Task statement =>
Search the data below, and report every line in which "CliError" occurs.

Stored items
◇ ◇ ◇ ◇ ◇

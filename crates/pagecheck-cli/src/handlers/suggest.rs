//! Handler for `pagecheck suggest`

use crate::commands::SuggestArgs;
use crate::error::{CliError, CliResult};
use pagecheck::llm::{FixSuggester, LlmConfig, Suggestion};
use pagecheck::TestReport;
use std::fmt::Write as _;
use tracing::info;

/// Model configuration for the arguments; a key is required
pub fn llm_config(args: &SuggestArgs) -> CliResult<LlmConfig> {
    let config = LlmConfig::default()
        .with_base_url(args.base_url.clone())
        .with_model(args.model.clone())
        .with_api_key(args.api_key.clone());
    if !config.has_api_key() {
        return Err(CliError::config(
            "no API key: pass --api-key or set OPENAI_API_KEY",
        ));
    }
    Ok(config)
}

/// Ask for fixes for the failures recorded in the report file
pub async fn execute_suggest(args: &SuggestArgs) -> CliResult<Vec<Suggestion>> {
    let config = llm_config(args)?;
    let report = TestReport::from_json(&std::fs::read_to_string(&args.report)?)?;
    let failures = report.failures();
    info!(failures = failures.len(), limit = args.limit, "requesting suggestions");
    let suggester = FixSuggester::from_config(&config);
    Ok(suggester.suggest_all(&failures, args.limit).await)
}

/// Text rendering of suggestions
#[must_use]
pub fn render_suggestions(suggestions: &[Suggestion]) -> String {
    if suggestions.is_empty() {
        return "No failed checks to fix.\n".to_string();
    }
    let mut out = String::new();
    for suggestion in suggestions {
        let failure = &suggestion.failure;
        let _ = writeln!(out, "### {} / {} ###", failure.item, failure.test);
        let _ = writeln!(out, "Category: {}", failure.category);
        let _ = writeln!(out, "Failure: {}", failure.reason);
        let _ = writeln!(out, "Code: {}", failure.code_snippet);
        match (&suggestion.fix, &suggestion.error) {
            (Some(fix), _) => {
                let _ = writeln!(out, "{}", fix.trim_end());
            }
            (None, Some(error)) => {
                let _ = writeln!(out, "No suggestion: {error}");
            }
            (None, None) => {}
        }
        out.push('\n');
    }
    out
}

#[cfg(test)]
#[allow(clippy::unwrap_used, clippy::expect_used)]
mod tests {
    use super::*;
    use pagecheck::{Category, FailureDigest};
    use std::path::PathBuf;

    fn args(api_key: Option<&str>) -> SuggestArgs {
        SuggestArgs {
            report: PathBuf::from("report.json"),
            limit: 5,
            model: "gpt-4".into(),
            base_url: "http://127.0.0.1:9".into(),
            api_key: api_key.map(str::to_string),
        }
    }

    #[test]
    fn test_key_required() {
        assert!(matches!(llm_config(&args(None)), Err(CliError::Config { .. })));
        assert!(matches!(llm_config(&args(Some(" "))), Err(CliError::Config { .. })));
        assert!(llm_config(&args(Some("sk-1"))).unwrap().has_api_key());
    }

    #[test]
    fn test_render() {
        let failure = FailureDigest {
            category: Category::Buttons,
            item: "Button 1".into(),
            test: "Label Test".into(),
            reason: "The button has no visible text, title or value".into(),
            code_snippet: "<button></button>".into(),
        };
        let text = render_suggestions(&[
            Suggestion {
                failure: failure.clone(),
                fix: Some("Suggested Fix:\n\nAdd a label.\n".into()),
                error: None,
            },
            Suggestion {
                failure,
                fix: None,
                error: Some("API error 429: slow down".into()),
            },
        ]);
        assert!(text.starts_with("### Button 1 / Label Test ###\nCategory: buttons\n"));
        assert!(text.contains("Suggested Fix:\n\nAdd a label.\n\n"));
        assert!(text.contains("No suggestion: API error 429: slow down"));
    }

    #[test]
    fn test_render_empty() {
        assert_eq!(render_suggestions(&[]), "No failed checks to fix.\n");
    }
}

◇ ◇ ◇ ◇ ◇

Worked solution =>
use crate::error::{CliError, CliResult};
        return Err(CliError::config(
        assert!(matches!(llm_config(&args(None)), Err(CliError::Config { .. })));
        assert!(matches!(llm_config(&args(Some(" "))), Err(CliError::Config { .. })));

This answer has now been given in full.